Start of Block

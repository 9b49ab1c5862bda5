pub mod callback;
pub mod csrf;
pub mod health;
pub mod session;
pub mod signin;
pub mod signout;

use axum::{
    http::{header::LOCATION, HeaderMap, StatusCode},
    response::{IntoResponse, Json, Response},
};
use serde_json::json;
use tracing::error;

use crate::{
    cookies::{is_engine_cookie, Cookie},
    errors::AuthError,
};

/// Append Set-Cookie headers, dropping (and logging) any that cannot be
/// rendered as a header value.
pub(crate) fn apply_cookies(headers: &mut HeaderMap, cookies: &[Cookie]) {
    for cookie in cookies {
        // Handlers only ever emit cookies the engine owns.
        debug_assert!(is_engine_cookie(&cookie.name), "{}", cookie.name);
        if let Err(err) = cookie.append_to(headers) {
            error!(name = %cookie.name, %err, "failed to render Set-Cookie header");
        }
    }
}

/// 302 to `location` with the given cookies set.
pub(crate) fn redirect(location: &str, cookies: &[Cookie]) -> Response {
    let mut headers = HeaderMap::new();
    apply_cookies(&mut headers, cookies);
    match location.parse() {
        Ok(value) => {
            headers.insert(LOCATION, value);
            (StatusCode::FOUND, headers).into_response()
        }
        Err(err) => {
            error!(%location, %err, "failed to render redirect location");
            (StatusCode::INTERNAL_SERVER_ERROR, headers).into_response()
        }
    }
}

/// Map the engine error taxonomy onto HTTP. Internal detail stays in the
/// logs; the client sees the protocol message or a generic one.
pub(crate) fn error_response(err: &AuthError, cookies: &[Cookie]) -> Response {
    let mut headers = HeaderMap::new();
    apply_cookies(&mut headers, cookies);
    let (status, message) = match err {
        AuthError::UnknownProvider(id) => {
            (StatusCode::NOT_FOUND, format!("unknown provider: {id}"))
        }
        AuthError::Protocol(protocol) => (StatusCode::BAD_REQUEST, protocol.to_string()),
        AuthError::Configuration(detail) => {
            error!(%detail, "request failed on configuration");
            (
                StatusCode::INTERNAL_SERVER_ERROR,
                "server configuration error".to_string(),
            )
        }
        AuthError::Adapter(source) => {
            error!(err = %source, "storage adapter failed");
            (
                StatusCode::INTERNAL_SERVER_ERROR,
                "storage failure".to_string(),
            )
        }
    };
    (status, headers, Json(json!({ "error": message }))).into_response()
}

#[cfg(test)]
mod tests {
    use super::*;
    use crate::errors::ProtocolError;

    #[test]
    fn protocol_errors_map_to_bad_request() {
        let response = error_response(&ProtocolError::InvalidState.into(), &[]);
        assert_eq!(response.status(), StatusCode::BAD_REQUEST);
    }

    #[test]
    fn configuration_detail_never_reaches_the_client() {
        let err = AuthError::Configuration("secret internal detail".to_string());
        let response = error_response(&err, &[]);
        assert_eq!(response.status(), StatusCode::INTERNAL_SERVER_ERROR);
    }

    #[test]
    fn redirect_carries_location_and_cookies() {
        let cookie = Cookie::clearing("ensaluti.state", false);
        let response = redirect("http://localhost:3000/", std::slice::from_ref(&cookie));
        assert_eq!(response.status(), StatusCode::FOUND);
        assert!(response.headers().get(LOCATION).is_some());
        assert!(response.headers().get("set-cookie").is_some());
    }
}
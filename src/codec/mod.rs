//! Cookie/token codec: authenticated encryption of opaque security values
//! and session payloads.
//!
//! Tokens are `base64url(nonce || ciphertext)` where the ciphertext is a JSON
//! claim set sealed with `ChaCha20-Poly1305`. The key is derived per purpose
//! with HKDF-SHA256, salted by the logical cookie name, so a token minted for
//! one cookie never decrypts under another. The cookie name is also bound as
//! AAD.
//!
//! Secrets are an ordered list: the first entry encrypts, every entry is
//! tried for decryption. That is the whole key-rotation story.

pub mod chunks;

use base64::{Engine, engine::general_purpose::URL_SAFE_NO_PAD};
use chacha20poly1305::{
    ChaCha20Poly1305, Key, Nonce,
    aead::{Aead, KeyInit, Payload},
};
use hkdf::Hkdf;
use rand::{RngCore, rngs::OsRng};
use secrecy::{ExposeSecret, SecretString};
use serde_json::{Map, Value, json};
use sha2::Sha256;
use uuid::Uuid;

/// Accepted clock skew when checking the embedded `exp`, in seconds.
pub const CLOCK_TOLERANCE_SECONDS: i64 = 15;

const NONCE_LEN: usize = 12;
const KEY_LEN: usize = 32;

use crate::errors::CodecError;

/// Current unix time in seconds.
#[must_use]
pub fn now_unix() -> i64 {
    time::OffsetDateTime::now_utc().unix_timestamp()
}

/// Derive the purpose-scoped encryption key for `salt` from one secret.
fn derive_key(secret: &SecretString, salt: &str) -> [u8; KEY_LEN] {
    let hk = Hkdf::<Sha256>::new(Some(salt.as_bytes()), secret.expose_secret().as_bytes());
    let info = format!("ensaluti encryption key ({salt})");
    let mut okm = [0u8; KEY_LEN];
    // Expand cannot fail for a 32-byte output with SHA-256.
    hk.expand(info.as_bytes(), &mut okm)
        .unwrap_or_else(|_| unreachable!("hkdf output length is fixed"));
    okm
}

/// Seal `claims` into a token scoped to `salt`, valid for `max_age` seconds.
///
/// Injects `iat`, `exp = now + max_age`, and a random `jti` into the claim
/// set before sealing. The `jti` distinguishes re-issues of the same claims;
/// it is not by itself a replay defense.
///
/// # Errors
/// Returns an error if no secret is configured or encryption fails.
pub fn encode(
    claims: Map<String, Value>,
    secrets: &[SecretString],
    salt: &str,
    max_age: i64,
) -> anyhow::Result<String> {
    encode_at(claims, secrets, salt, max_age, now_unix())
}

pub(crate) fn encode_at(
    mut claims: Map<String, Value>,
    secrets: &[SecretString],
    salt: &str,
    max_age: i64,
    now: i64,
) -> anyhow::Result<String> {
    let secret = secrets
        .first()
        .ok_or_else(|| anyhow::anyhow!("no secret configured"))?;

    claims.insert("iat".to_string(), json!(now));
    claims.insert("exp".to_string(), json!(now + max_age));
    claims.insert("jti".to_string(), json!(Uuid::new_v4().to_string()));

    let key = derive_key(secret, salt);
    let cipher = ChaCha20Poly1305::new(Key::from_slice(&key));

    let mut nonce_bytes = [0u8; NONCE_LEN];
    OsRng.fill_bytes(&mut nonce_bytes);
    let nonce = Nonce::from_slice(&nonce_bytes);

    let plaintext = serde_json::to_vec(&claims)?;
    let ciphertext = cipher
        .encrypt(
            nonce,
            Payload {
                msg: &plaintext,
                aad: salt.as_bytes(),
            },
        )
        .map_err(|e| anyhow::anyhow!("encryption failure: {e}"))?;

    let mut sealed = Vec::with_capacity(NONCE_LEN + ciphertext.len());
    sealed.extend_from_slice(&nonce_bytes);
    sealed.extend_from_slice(&ciphertext);

    Ok(URL_SAFE_NO_PAD.encode(sealed))
}

/// Open a token scoped to `salt`. `None` on any failure or when the token is
/// empty; the reason is logged at debug level and never propagated.
#[must_use]
pub fn decode(token: &str, secrets: &[SecretString], salt: &str) -> Option<Map<String, Value>> {
    if token.is_empty() {
        return None;
    }
    match try_decode(token, secrets, salt) {
        Ok(claims) => Some(claims),
        Err(err) => {
            tracing::debug!(salt, %err, "token rejected");
            None
        }
    }
}

/// Open a token, reporting why it was rejected. Fails closed.
///
/// # Errors
/// [`CodecError::Format`] for anything that is not one of our tokens,
/// [`CodecError::Integrity`] when no configured secret opens it,
/// [`CodecError::Expired`] once `exp` is beyond the clock tolerance.
pub fn try_decode(
    token: &str,
    secrets: &[SecretString],
    salt: &str,
) -> Result<Map<String, Value>, CodecError> {
    try_decode_at(token, secrets, salt, now_unix())
}

pub(crate) fn try_decode_at(
    token: &str,
    secrets: &[SecretString],
    salt: &str,
    now: i64,
) -> Result<Map<String, Value>, CodecError> {
    let sealed = URL_SAFE_NO_PAD
        .decode(token.as_bytes())
        .map_err(|_| CodecError::Format)?;
    if sealed.len() <= NONCE_LEN {
        return Err(CodecError::Format);
    }
    let (nonce_bytes, ciphertext) = sealed.split_at(NONCE_LEN);
    let nonce = Nonce::from_slice(nonce_bytes);

    for secret in secrets {
        let key = derive_key(secret, salt);
        let cipher = ChaCha20Poly1305::new(Key::from_slice(&key));
        let Ok(plaintext) = cipher.decrypt(
            nonce,
            Payload {
                msg: ciphertext,
                aad: salt.as_bytes(),
            },
        ) else {
            continue;
        };

        // Only the right key opens the box, so from here on any problem is
        // about the payload itself, not about trying more secrets.
        let claims: Map<String, Value> =
            serde_json::from_slice(&plaintext).map_err(|_| CodecError::Format)?;
        let exp = claims
            .get("exp")
            .and_then(Value::as_i64)
            .ok_or(CodecError::Format)?;
        if now > exp + CLOCK_TOLERANCE_SECONDS {
            return Err(CodecError::Expired);
        }
        return Ok(claims);
    }

    Err(CodecError::Integrity)
}

#[cfg(test)]
mod tests {
    use super::*;

    fn secrets(values: &[&str]) -> Vec<SecretString> {
        values
            .iter()
            .map(|v| SecretString::from((*v).to_string()))
            .collect()
    }

    fn claims(pairs: &[(&str, &str)]) -> Map<String, Value> {
        pairs
            .iter()
            .map(|(k, v)| ((*k).to_string(), json!(v)))
            .collect()
    }

    #[test]
    #[allow(clippy::unwrap_used)]
    fn round_trip_preserves_claims_and_adds_timing_fields() {
        let secrets = secrets(&["correct horse battery staple"]);
        let payload = claims(&[("sub", "u1"), ("email", "u1@example.com")]);

        let token = encode(payload, &secrets, "ensaluti.session-token", 3600).unwrap();
        let decoded = try_decode(&token, &secrets, "ensaluti.session-token").unwrap();

        assert_eq!(decoded.get("sub"), Some(&json!("u1")));
        assert_eq!(decoded.get("email"), Some(&json!("u1@example.com")));
        assert!(decoded.get("iat").and_then(Value::as_i64).is_some());
        assert!(decoded.get("exp").and_then(Value::as_i64).is_some());
        assert!(decoded.get("jti").and_then(Value::as_str).is_some());
    }

    #[test]
    #[allow(clippy::unwrap_used)]
    fn decode_fails_once_expired_beyond_tolerance() {
        let secrets = secrets(&["secret"]);
        let now = 1_700_000_000;
        let token = encode_at(claims(&[("sub", "u1")]), &secrets, "salt", 100, now).unwrap();

        // Still valid inside the tolerance window.
        assert!(try_decode_at(&token, &secrets, "salt", now + 100 + CLOCK_TOLERANCE_SECONDS).is_ok());
        assert_eq!(
            try_decode_at(
                &token,
                &secrets,
                "salt",
                now + 100 + CLOCK_TOLERANCE_SECONDS + 1
            ),
            Err(CodecError::Expired)
        );
    }

    #[test]
    #[allow(clippy::unwrap_used)]
    fn salts_are_not_interchangeable() {
        let secrets = secrets(&["secret"]);
        let token = encode(claims(&[("sub", "u1")]), &secrets, "ensaluti.state", 60).unwrap();
        assert_eq!(
            try_decode(&token, &secrets, "ensaluti.nonce"),
            Err(CodecError::Integrity)
        );
    }

    #[test]
    #[allow(clippy::unwrap_used)]
    fn rotation_decrypts_with_any_listed_secret() {
        let old = secrets(&["old secret"]);
        let token = encode(claims(&[("sub", "u1")]), &old, "salt", 60).unwrap();

        let rotated = secrets(&["new secret", "old secret"]);
        let decoded = try_decode(&token, &rotated, "salt").unwrap();
        assert_eq!(decoded.get("sub"), Some(&json!("u1")));

        // Encryption switches to the new first entry.
        let fresh = encode(claims(&[("sub", "u2")]), &rotated, "salt", 60).unwrap();
        assert_eq!(
            try_decode(&fresh, &old, "salt"),
            Err(CodecError::Integrity)
        );
    }

    #[test]
    #[allow(clippy::unwrap_used)]
    fn tampered_token_fails_integrity() {
        let secrets = secrets(&["secret"]);
        let token = encode(claims(&[("sub", "u1")]), &secrets, "salt", 60).unwrap();
        let mut sealed = URL_SAFE_NO_PAD.decode(token.as_bytes()).unwrap();
        let last = sealed.len() - 1;
        sealed[last] ^= 0xFF;
        let tampered = URL_SAFE_NO_PAD.encode(sealed);
        assert_eq!(
            try_decode(&tampered, &secrets, "salt"),
            Err(CodecError::Integrity)
        );
    }

    #[test]
    fn garbage_tokens_are_format_errors_and_empty_is_none() {
        let secrets = secrets(&["secret"]);
        assert_eq!(
            try_decode("not base64!!", &secrets, "salt"),
            Err(CodecError::Format)
        );
        assert_eq!(try_decode("YWJj", &secrets, "salt"), Err(CodecError::Format));
        assert!(decode("", &secrets, "salt").is_none());
    }
}
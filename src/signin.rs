//! Completion of a sign-in after the callback state machine produced a
//! normalized `(profile, account)` pair: adapter linkage, then session
//! minting.

use tracing::info;

use crate::{
    adapter::AdapterUser,
    cookies::Cookie,
    errors::{AuthError, ProtocolError},
    hooks::Trigger,
    oauth::callback::CallbackOutcome,
    provider::{Account, Profile},
    session,
    state::AuthState,
};

/// Find or create the user this provider account belongs to.
///
/// Without an adapter (pure JWT deployments) the user is synthesized from
/// the profile and nothing is persisted.
///
/// # Errors
/// [`ProtocolError::AccountNotLinked`] when a user with the same email
/// exists but is linked to a different provider account; adapter failures
/// propagate.
pub async fn resolve_user(
    state: &AuthState,
    profile: &Profile,
    account: &Account,
) -> Result<(AdapterUser, Trigger), AuthError> {
    let Some(adapter) = state.adapter() else {
        return Ok((
            AdapterUser {
                id: profile.id.clone(),
                name: profile.name.clone(),
                email: profile.email.clone(),
                image: profile.image.clone(),
            },
            Trigger::SignIn,
        ));
    };

    if let Some(user) = adapter
        .get_user_by_account(&account.provider, &account.provider_account_id)
        .await
        .map_err(AuthError::Adapter)?
    {
        return Ok((user, Trigger::SignIn));
    }

    if let Some(email) = &profile.email {
        if adapter
            .get_user_by_email(email)
            .await
            .map_err(AuthError::Adapter)?
            .is_some()
        {
            return Err(ProtocolError::AccountNotLinked.into());
        }
    }

    let user = adapter
        .create_user(AdapterUser {
            id: String::new(),
            name: profile.name.clone(),
            email: profile.email.clone(),
            image: profile.image.clone(),
        })
        .await
        .map_err(AuthError::Adapter)?;
    adapter
        .link_account(&user.id, account.clone())
        .await
        .map_err(AuthError::Adapter)?;

    info!(user = %user.id, provider = %account.provider, "new account linked");
    Ok((user, Trigger::SignUp))
}

/// Turn a completed callback into a signed-in browser: linkage, session
/// minting, and the merged Set-Cookie list (check clears first, then the
/// session cookies).
///
/// # Errors
/// Propagates linkage and minting failures.
pub async fn finish(
    state: &AuthState,
    outcome: CallbackOutcome,
) -> Result<Vec<Cookie>, AuthError> {
    let (user, trigger) = resolve_user(state, &outcome.profile, &outcome.account).await?;
    let mut cookies = outcome.cookies;
    cookies.extend(session::establish(state, &user, trigger).await?);
    Ok(cookies)
}

#[cfg(test)]
mod tests {
    use super::*;
    use crate::adapter::{memory::MemoryAdapter, Adapter};
    use crate::config::AuthConfig;
    use crate::provider::TokenSet;
    use secrecy::SecretString;
    use std::sync::Arc;
    use url::Url;

    fn profile() -> Profile {
        Profile {
            id: "u1".to_string(),
            name: Some("Alice".to_string()),
            email: Some("alice@example.com".to_string()),
            image: None,
        }
    }

    fn account() -> Account {
        Account {
            provider: "acme".to_string(),
            provider_type: "oidc".to_string(),
            provider_account_id: "u1".to_string(),
            tokens: TokenSet::default(),
        }
    }

    #[allow(clippy::unwrap_used)]
    fn state_with(adapter: Option<Arc<dyn Adapter>>) -> AuthState {
        let config = AuthConfig::new(
            Url::parse("http://localhost:3000").unwrap(),
            vec![SecretString::from("secret".to_string())],
        );
        let state = AuthState::new(config, Vec::new()).unwrap();
        match adapter {
            Some(adapter) => state.with_adapter(adapter),
            None => state,
        }
    }

    #[tokio::test]
    #[allow(clippy::unwrap_used)]
    async fn first_sign_in_creates_and_links() {
        let adapter = Arc::new(MemoryAdapter::default());
        let state = state_with(Some(adapter.clone()));

        let (user, trigger) = resolve_user(&state, &profile(), &account()).await.unwrap();
        assert_eq!(trigger, Trigger::SignUp);
        assert_eq!(user.email.as_deref(), Some("alice@example.com"));

        // Second sign-in finds the linked user.
        let (again, trigger) = resolve_user(&state, &profile(), &account()).await.unwrap();
        assert_eq!(trigger, Trigger::SignIn);
        assert_eq!(again.id, user.id);
    }

    #[tokio::test]
    #[allow(clippy::unwrap_used)]
    async fn same_email_different_account_is_rejected() {
        let adapter = Arc::new(MemoryAdapter::default());
        let state = state_with(Some(adapter.clone()));
        resolve_user(&state, &profile(), &account()).await.unwrap();

        let mut other = account();
        other.provider = "other-idp".to_string();
        let err = resolve_user(&state, &profile(), &other).await.err();
        assert!(matches!(
            err,
            Some(AuthError::Protocol(ProtocolError::AccountNotLinked))
        ));
    }

    #[tokio::test]
    #[allow(clippy::unwrap_used)]
    async fn without_adapter_the_profile_is_the_user() {
        let state = state_with(None);
        let (user, trigger) = resolve_user(&state, &profile(), &account()).await.unwrap();
        assert_eq!(trigger, Trigger::SignIn);
        assert_eq!(user.id, "u1");
        assert_eq!(user.name.as_deref(), Some("Alice"));
    }
}
//! Storage adapter contract.
//!
//! The engine owns no user or session tables; everything durable goes
//! through this trait. Absence is always `Ok(None)`, never an error: the
//! error channel is reserved for real storage failures, which the session
//! engine degrades to "no session" while logging.

pub mod memory;

use anyhow::Result;
use async_trait::async_trait;
use serde::{Deserialize, Serialize};

use crate::provider::Account;

/// A user as the adapter stores it.
#[derive(Clone, Debug, Default, Eq, PartialEq, Serialize, Deserialize)]
pub struct AdapterUser {
    pub id: String,
    #[serde(skip_serializing_if = "Option::is_none")]
    pub name: Option<String>,
    #[serde(skip_serializing_if = "Option::is_none")]
    pub email: Option<String>,
    #[serde(skip_serializing_if = "Option::is_none")]
    pub image: Option<String>,
}

/// A database-strategy session row. `expires` is unix seconds.
#[derive(Clone, Debug, Eq, PartialEq, Serialize, Deserialize)]
pub struct AdapterSession {
    pub session_token: String,
    pub user_id: String,
    pub expires: i64,
}

/// One-shot token for email verification flows. `expires` is unix seconds.
#[derive(Clone, Debug, Eq, PartialEq, Serialize, Deserialize)]
pub struct VerificationToken {
    pub identifier: String,
    pub token: String,
    pub expires: i64,
}

/// User/account/session/verification-token CRUD, implemented by external
/// storage backends.
#[async_trait]
pub trait Adapter: Send + Sync {
    async fn create_user(&self, user: AdapterUser) -> Result<AdapterUser>;
    async fn get_user(&self, id: &str) -> Result<Option<AdapterUser>>;
    async fn get_user_by_email(&self, email: &str) -> Result<Option<AdapterUser>>;
    async fn get_user_by_account(
        &self,
        provider: &str,
        provider_account_id: &str,
    ) -> Result<Option<AdapterUser>>;
    async fn update_user(&self, user: AdapterUser) -> Result<AdapterUser>;
    async fn delete_user(&self, id: &str) -> Result<()>;

    async fn link_account(&self, user_id: &str, account: Account) -> Result<()>;
    async fn unlink_account(&self, provider: &str, provider_account_id: &str) -> Result<()>;

    async fn create_session(&self, session: AdapterSession) -> Result<AdapterSession>;
    async fn get_session_and_user(
        &self,
        session_token: &str,
    ) -> Result<Option<(AdapterSession, AdapterUser)>>;
    /// Returns the refreshed session, or `None` when the token is unknown.
    async fn update_session(
        &self,
        session_token: &str,
        expires: i64,
    ) -> Result<Option<AdapterSession>>;
    async fn delete_session(&self, session_token: &str) -> Result<()>;

    async fn create_verification_token(&self, token: VerificationToken)
        -> Result<VerificationToken>;
    /// Read-once: a returned token is deleted in the same call.
    async fn use_verification_token(
        &self,
        identifier: &str,
        token: &str,
    ) -> Result<Option<VerificationToken>>;
}
//! Authorization-redirect construction for the sign-in initiation step.

use tracing::debug;
use url::Url;

use crate::{
    checks::{self, CheckKind},
    cookies::Cookie,
    errors::AuthError,
    oauth::discovery,
    provider::Provider,
    state::AuthState,
};

/// Where to send the user's browser, plus the sealed check cookies that
/// must ride along on the response.
pub struct AuthorizationRedirect {
    pub url: Url,
    pub cookies: Vec<Cookie>,
}

/// Build the authorization redirect for `provider`, minting one sealed
/// cookie per declared check.
///
/// # Errors
/// Discovery failures surface as protocol errors; a provider without a
/// resolvable authorization endpoint is a configuration error.
pub async fn start(
    state: &AuthState,
    provider: &Provider,
) -> Result<AuthorizationRedirect, AuthError> {
    let metadata = discovery::resolve(provider, state.http(), state.discovery()).await?;
    let endpoint = metadata.authorization_endpoint.as_ref().ok_or_else(|| {
        AuthError::Configuration(format!(
            "provider {} has no authorization endpoint",
            provider.id
        ))
    })?;

    let config = state.config();
    let mut url = endpoint.clone();
    let mut cookies = Vec::new();
    {
        let mut query = url.query_pairs_mut();
        query.append_pair("response_type", "code");
        query.append_pair("client_id", &provider.client_id);
        query.append_pair("redirect_uri", &config.redirect_uri(&provider.id));
        query.append_pair("scope", &provider.scope);
        for (key, value) in &provider.authorization_params {
            query.append_pair(key, value);
        }

        if provider.checks.state {
            let value = checks::random_value();
            // User binding is a WebAuthn-challenge concern; the state check
            // carries the random value alone.
            cookies.push(
                checks::create(CheckKind::State, &value, None, config)
                    .map_err(|err| AuthError::Configuration(err.to_string()))?,
            );
            query.append_pair("state", &value);
        }
        if provider.checks.pkce {
            let verifier = checks::pkce_code_verifier();
            cookies.push(
                checks::create(CheckKind::Pkce, &verifier, None, config)
                    .map_err(|err| AuthError::Configuration(err.to_string()))?,
            );
            query.append_pair("code_challenge", &checks::pkce_code_challenge(&verifier));
            query.append_pair("code_challenge_method", "S256");
        }
        if provider.checks.nonce {
            let value = checks::random_value();
            cookies.push(
                checks::create(CheckKind::Nonce, &value, None, config)
                    .map_err(|err| AuthError::Configuration(err.to_string()))?,
            );
            query.append_pair("nonce", &value);
        }
    }

    debug!(provider = %provider.id, %url, "authorization redirect built");

    Ok(AuthorizationRedirect { url, cookies })
}

#[cfg(test)]
mod tests {
    use super::*;
    use crate::config::AuthConfig;
    use crate::provider::ProviderKind;
    use secrecy::SecretString;
    use std::collections::HashMap;

    #[allow(clippy::unwrap_used)]
    fn fixture() -> AuthState {
        let provider = Provider::new(
            "acme",
            ProviderKind::Oidc,
            "client-1",
            SecretString::from("shhh".to_string()),
        )
        .with_authorization_url(Url::parse("https://idp.example.com/authorize").unwrap())
        .with_token_url(Url::parse("https://idp.example.com/token").unwrap())
        .with_checks(crate::provider::ProviderChecks {
            state: true,
            pkce: true,
            nonce: true,
        });
        let config = AuthConfig::new(
            Url::parse("http://localhost:3000").unwrap(),
            vec![SecretString::from("secret".to_string())],
        );
        AuthState::new(config, vec![provider]).unwrap()
    }

    #[tokio::test]
    #[allow(clippy::unwrap_used)]
    async fn redirect_carries_every_declared_check() {
        let state = fixture();
        let provider = state.provider("acme").unwrap();
        let redirect = start(&state, provider).await.unwrap();

        let query: HashMap<String, String> = redirect
            .url
            .query_pairs()
            .map(|(k, v)| (k.into_owned(), v.into_owned()))
            .collect();
        assert_eq!(query.get("response_type").map(String::as_str), Some("code"));
        assert_eq!(query.get("client_id").map(String::as_str), Some("client-1"));
        assert_eq!(
            query.get("redirect_uri").map(String::as_str),
            Some("http://localhost:3000/auth/callback/acme")
        );
        assert_eq!(
            query.get("code_challenge_method").map(String::as_str),
            Some("S256")
        );
        assert!(query.contains_key("state"));
        assert!(query.contains_key("code_challenge"));
        assert!(query.contains_key("nonce"));

        // One sealed cookie per check, none of them clears.
        assert_eq!(redirect.cookies.len(), 3);
        assert!(redirect.cookies.iter().all(|cookie| !cookie.is_clear()));
    }

    #[tokio::test]
    #[allow(clippy::unwrap_used)]
    async fn state_param_matches_sealed_cookie() {
        let state = fixture();
        let provider = state.provider("acme").unwrap();
        let redirect = start(&state, provider).await.unwrap();

        let param = redirect
            .url
            .query_pairs()
            .find(|(k, _)| k == "state")
            .map(|(_, v)| v.into_owned())
            .unwrap();

        let state_cookie = redirect
            .cookies
            .iter()
            .find(|cookie| cookie.name.contains("state"))
            .unwrap();
        let request = crate::cookies::RequestCookies::from_pairs(&[(
            state_cookie.name.as_str(),
            state_cookie.value.as_str(),
        )]);
        let (stored, clears) =
            checks::consume(CheckKind::State, &request, state.config());
        let stored = stored.unwrap();
        assert_eq!(stored.value, param);
        // Only WebAuthn challenges bind a user id; the state check never does.
        assert!(stored.user_id.is_none());
        assert_eq!(clears.len(), 1);
    }
}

End of Block

» **Exercise requirements**
Pull every line containing the word "endpoint" out of the material and copy it.

» **Answer area**
/// resolvable authorization endpoint is a configuration error.
    let endpoint = metadata.authorization_endpoint.as_ref().ok_or_else(|| {
            "provider {} has no authorization endpoint",
    let mut url = endpoint.clone();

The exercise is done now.